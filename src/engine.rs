use crate::document::{DocId, DocumentStore};
use crate::index::RelevanceIndex;
use crate::ranking::rank;
use crate::tokenizer::Tokenizer;
use crate::trie::PrefixIndex;
use serde::Serialize;
use std::collections::HashMap;

/// A ranked search result with its document text.
#[derive(Debug, Clone, Serialize)]
pub struct SearchHit {
    pub doc_id: DocId,
    pub score: f64,
    pub text: String,
}

/// Index statistics
#[derive(Debug, Clone, Serialize)]
pub struct EngineStats {
    pub documents: usize,
    pub distinct_terms: usize,
    pub indexed_words: usize,
}

/// Main search engine.
///
/// Owns one prefix index, one relevance index, and the raw document store,
/// kept consistent by feeding all three from a single tokenization pass per
/// ingested document. Single-threaded: ingestion takes `&mut self`, queries
/// take `&self`, and nothing suspends or retries.
pub struct SearchEngine {
    trie: PrefixIndex,
    relevance: RelevanceIndex,
    store: DocumentStore,
    tokenizer: Tokenizer,
}

impl SearchEngine {
    pub fn new() -> Self {
        Self {
            trie: PrefixIndex::new(),
            relevance: RelevanceIndex::new(),
            store: DocumentStore::new(),
            tokenizer: Tokenizer::new(),
        }
    }

    /// Ingest a document.
    ///
    /// Tokenizes `text` once, indexes every token for autocomplete and
    /// relevance, and stores the raw text under `id`, overwriting any
    /// previous text for that id. Re-adding an id accumulates its term
    /// counts (see [`RelevanceIndex::add_document`]).
    pub fn add_document(&mut self, id: DocId, text: &str) {
        let tokens = self.tokenizer.tokenize(text);

        for token in &tokens {
            self.trie.insert(token, id);
        }
        self.relevance.add_document(id, &tokens);
        self.store.insert(id, text.to_string());

        tracing::debug!(id, tokens = tokens.len(), "document added");
    }

    /// Free-text search: every query token contributes to a document's
    /// score. Results are ordered by score descending, doc id ascending on
    /// ties; an empty vec means no document matched any token.
    pub fn search(&self, query: &str) -> Vec<SearchHit> {
        let tokens = self.tokenizer.tokenize(query);
        let scores = self.relevance.score_query(&tokens);
        tracing::debug!(query, hits = scores.len(), "search");
        self.hydrate(scores)
    }

    /// Phrase search: only documents containing every phrase token match,
    /// scored by summing per-token contributions. Tokens must co-occur, not
    /// be adjacent.
    pub fn search_phrase(&self, phrase: &str) -> Vec<SearchHit> {
        let tokens = self.tokenizer.tokenize(phrase);
        let scores = self.relevance.score_phrase(&tokens);
        tracing::debug!(phrase, hits = scores.len(), "phrase search");
        self.hydrate(scores)
    }

    /// Every indexed word starting with `prefix`, in unspecified order.
    pub fn autocomplete(&self, prefix: &str) -> Vec<String> {
        self.trie.expand(prefix)
    }

    /// Get a document's raw text by id.
    pub fn get_document(&self, id: DocId) -> Option<&str> {
        self.store.get(id)
    }

    /// Index statistics.
    pub fn stats(&self) -> EngineStats {
        EngineStats {
            documents: self.store.len(),
            distinct_terms: self.relevance.term_count(),
            indexed_words: self.trie.word_count(),
        }
    }

    fn hydrate(&self, scores: HashMap<DocId, f64>) -> Vec<SearchHit> {
        rank(scores)
            .into_iter()
            .map(|scored| SearchHit {
                doc_id: scored.doc_id,
                score: scored.score,
                text: self
                    .store
                    .get(scored.doc_id)
                    .unwrap_or_default()
                    .to_string(),
            })
            .collect()
    }
}

impl Default for SearchEngine {
    fn default() -> Self {
        Self::new()
    }
}

#[cfg(test)]
mod tests {
    use super::*;

    fn sample_engine() -> SearchEngine {
        let mut engine = SearchEngine::new();
        engine.add_document(1, "Hello world, this is a simple search engine.");
        engine.add_document(2, "Hello again, this search engine indexes documents.");
        engine.add_document(3, "The world is full of data, and this engine searches through it.");
        engine
    }

    #[test]
    fn test_search_matches_literal_tokens() {
        let engine = sample_engine();

        // Document 1 contains "engine." (trailing period), a different token.
        let hits = engine.search("engine");
        let ids: Vec<DocId> = hits.iter().map(|h| h.doc_id).collect();
        assert_eq!(ids, vec![2, 3]);

        // Document 2 is shorter, so its tf is larger.
        assert!(hits[0].score > hits[1].score);
    }

    #[test]
    fn test_search_ranks_by_score() {
        let engine = sample_engine();

        let hits = engine.search("Hello");
        let ids: Vec<DocId> = hits.iter().map(|h| h.doc_id).collect();
        // "Hello" occurs once in documents 1 (8 tokens) and 2 (7 tokens).
        assert_eq!(ids, vec![2, 1]);
        assert_eq!(hits[0].text, "Hello again, this search engine indexes documents.");
    }

    #[test]
    fn test_search_no_results() {
        let engine = sample_engine();
        assert!(engine.search("quantum").is_empty());
    }

    #[test]
    fn test_phrase_requires_every_token() {
        let engine = sample_engine();

        // Only document 2 carries both literal tokens "search" and "engine";
        // document 1 has "engine." and document 3 has "searches".
        let hits = engine.search_phrase("search engine");
        let ids: Vec<DocId> = hits.iter().map(|h| h.doc_id).collect();
        assert_eq!(ids, vec![2]);
    }

    #[test]
    fn test_phrase_vs_query_semantics() {
        let mut engine = SearchEngine::new();
        engine.add_document(1, "cat dog");
        engine.add_document(2, "cat");
        engine.add_document(3, "dog");

        assert_eq!(engine.search("cat dog").len(), 3);
        assert_eq!(engine.search_phrase("cat dog").len(), 1);
    }

    #[test]
    fn test_equal_scores_order_by_doc_id() {
        let mut engine = SearchEngine::new();
        engine.add_document(1, "cat dog");
        engine.add_document(2, "cat");
        engine.add_document(3, "dog");

        // All three documents score ln(3/2) for "cat dog": the tie-break is
        // doc id ascending.
        let hits = engine.search("cat dog");
        let ids: Vec<DocId> = hits.iter().map(|h| h.doc_id).collect();
        assert_eq!(ids, vec![1, 2, 3]);
    }

    #[test]
    fn test_autocomplete() {
        let engine = sample_engine();

        let mut suggestions = engine.autocomplete("sear");
        suggestions.sort();
        assert_eq!(suggestions, vec!["search", "searches"]);

        assert!(engine.autocomplete("zzz").is_empty());
    }

    #[test]
    fn test_autocomplete_keeps_punctuation_tokens() {
        let engine = sample_engine();

        // "world," (document 1) and "world" (document 3) are distinct words.
        let mut suggestions = engine.autocomplete("wor");
        suggestions.sort();
        assert_eq!(suggestions, vec!["world", "world,"]);
    }

    #[test]
    fn test_get_document() {
        let engine = sample_engine();
        assert_eq!(
            engine.get_document(3),
            Some("The world is full of data, and this engine searches through it.")
        );
        assert_eq!(engine.get_document(99), None);
    }

    #[test]
    fn test_repeated_reads_are_identical() {
        let engine = sample_engine();

        let first = engine.search("Hello world");
        let second = engine.search("Hello world");

        assert_eq!(first.len(), second.len());
        for (a, b) in first.iter().zip(&second) {
            assert_eq!(a.doc_id, b.doc_id);
            assert_eq!(a.score, b.score);
        }
    }

    #[test]
    fn test_stats() {
        let engine = sample_engine();
        let stats = engine.stats();

        assert_eq!(stats.documents, 3);
        assert!(stats.distinct_terms > 0);
        assert_eq!(stats.distinct_terms, stats.indexed_words);
    }
}
//! Error types for the runner module.

use std::time::Duration;

use thiserror::Error;

/// Result type alias for runner operations.
pub type RunnerResult<T> = Result<T, RunnerError>;

/// Result type alias for raw engine calls.
pub type EngineResult<T> = Result<T, EngineError>;

/// Errors reported by a container engine backend.
#[derive(Error, Debug)]
pub enum EngineError {
    #[error("Docker API error: {0}")]
    DockerApi(#[from] bollard::errors::Error),

    #[error("IO error: {0}")]
    Io(#[from] std::io::Error),

    #[error("JSON error: {0}")]
    Json(#[from] serde_json::Error),

    #[error("{0}")]
    Other(String),
}

/// Errors that can occur while managing the LocalStack container.
///
/// Engine failures keep the originating call and its target so callers can
/// tell a failed pull apart from a rejected create or start.
#[derive(Error, Debug)]
pub enum RunnerError {
    #[error("Docker client init failed: {0}")]
    Initialization(#[source] EngineError),

    #[error("Invalid runner configuration: {0}")]
    InvalidConfig(String),

    #[error("Failed to pull image {image}: {source}")]
    ImagePull {
        image: String,
        #[source]
        source: EngineError,
    },

    #[error("Failed streaming {what} output: {source}")]
    IoStream {
        what: &'static str,
        #[source]
        source: EngineError,
    },

    #[error("Container create failed for image {image}: {source}")]
    ContainerCreate {
        image: String,
        #[source]
        source: EngineError,
    },

    #[error("Container start failed for {container_id}: {source}")]
    ContainerStart {
        container_id: String,
        #[source]
        source: EngineError,
    },

    #[error("Cannot fetch logs for {container_id}: {source}")]
    LogStream {
        container_id: String,
        #[source]
        source: EngineError,
    },

    #[error("Container remove failed for {container_id}: {source}")]
    ContainerRemove {
        container_id: String,
        #[source]
        source: EngineError,
    },

    #[error("Image remove failed for {image}: {source}")]
    ImageRemove {
        image: String,
        #[source]
        source: EngineError,
    },

    #[error("{operation} exceeded its deadline of {timeout:?}")]
    DeadlineExceeded {
        operation: &'static str,
        timeout: Duration,
    },

    #[error("{operation} was cancelled")]
    Cancelled { operation: &'static str },
}

impl RunnerError {
    /// Whether the error came from the deadline or cancellation token rather
    /// than from the engine.
    pub fn is_interrupted(&self) -> bool {
        matches!(
            self,
            Self::DeadlineExceeded { .. } | Self::Cancelled { .. }
        )
    }
}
===============
• _EXERCISE INSTRUCTIONS_
Your answer should consist of the lines from the line with "are distinct words." to the line with "raw engine calls." above, repeated exactly, both ends included.

• _ANSWER SPACE_
        // "world," (document 1) and "world" (document 3) are distinct words.
        let mut suggestions = engine.autocomplete("wor");
        suggestions.sort();
        assert_eq!(suggestions, vec!["world", "world,"]);
    }

    #[test]
    fn test_get_document() {
        let engine = sample_engine();
        assert_eq!(
            engine.get_document(3),
            Some("The world is full of data, and this engine searches through it.")
        );
        assert_eq!(engine.get_document(99), None);
    }

    #[test]
    fn test_repeated_reads_are_identical() {
        let engine = sample_engine();

        let first = engine.search("Hello world");
        let second = engine.search("Hello world");

        assert_eq!(first.len(), second.len());
        for (a, b) in first.iter().zip(&second) {
            assert_eq!(a.doc_id, b.doc_id);
            assert_eq!(a.score, b.score);
        }
    }

    #[test]
    fn test_stats() {
        let engine = sample_engine();
        let stats = engine.stats();

        assert_eq!(stats.documents, 3);
        assert!(stats.distinct_terms > 0);
        assert_eq!(stats.distinct_terms, stats.indexed_words);
    }
}
//! Error types for the runner module.

use std::time::Duration;

use thiserror::Error;

/// Result type alias for runner operations.
pub type RunnerResult<T> = Result<T, RunnerError>;

/// Result type alias for raw engine calls.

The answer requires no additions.